// Quote record and field-name normalization

use serde_json::{Map, Value};

/// Normalize a provider column name for the JSON response.
///
/// Lower-cases the name and replaces every space with an underscore, so
/// `"Adj Close"` becomes `"adj_close"`.
pub fn normalize_field_name(name: &str) -> String {
    name.to_lowercase().replace(' ', "_")
}

/// One row of market data as returned by a [`QuoteProvider`](crate::QuoteProvider).
#[derive(Debug, Clone, Default, PartialEq)]
pub struct QuoteRecord {
    fields: Map<String, Value>,
}

impl QuoteRecord {
    pub fn new() -> Self {
        Self::default()
    }

    /// Set a field, keeping the provider's original name
    pub fn insert(&mut self, name: impl Into<String>, value: impl Into<Value>) {
        self.fields.insert(name.into(), value.into());
    }

    /// Builder-style variant of [`insert`](Self::insert)
    pub fn with_field(mut self, name: impl Into<String>, value: impl Into<Value>) -> Self {
        self.insert(name, value);
        self
    }

    #[cfg(test)]
    pub(crate) fn get(&self, name: &str) -> Option<&Value> {
        self.fields.get(name)
    }

    /// Flatten into the response shape: the record's fields plus `symbol`,
    /// every key normalized with [`normalize_field_name`].
    pub fn into_normalized(self, symbol: &str) -> Map<String, Value> {
        let mut fields = self.fields;
        fields.insert("symbol".to_string(), Value::String(symbol.to_string()));

        fields
            .into_iter()
            .map(|(name, value)| (normalize_field_name(&name), value))
            .collect()
    }
}
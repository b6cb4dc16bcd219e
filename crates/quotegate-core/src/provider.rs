// QuoteProvider trait
// Decision: Trait is object-safe so the API can hold Arc<dyn QuoteProvider>

use async_trait::async_trait;

use crate::error::Result;
use crate::record::QuoteRecord;

/// Source of single-day market data.
///
/// Implementations return the most recent row of the current trading day for
/// `symbol`, keyed by the provider's own column names (e.g. `"Adj Close"`).
/// Normalizing those names is the caller's job, see [`QuoteRecord::into_normalized`].
#[async_trait]
pub trait QuoteProvider: Send + Sync {
    /// Short name used in logs
    fn name(&self) -> &'static str;

    /// Fetch the latest one-day record for a ticker symbol
    async fn latest_quote(&self, symbol: &str) -> Result<QuoteRecord>;
}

####

Return a copy of each line in the entries that carries the string "response".

/// Normalize a provider column name for the JSON response.
    /// Flatten into the response shape: the record's fields plus `symbol`,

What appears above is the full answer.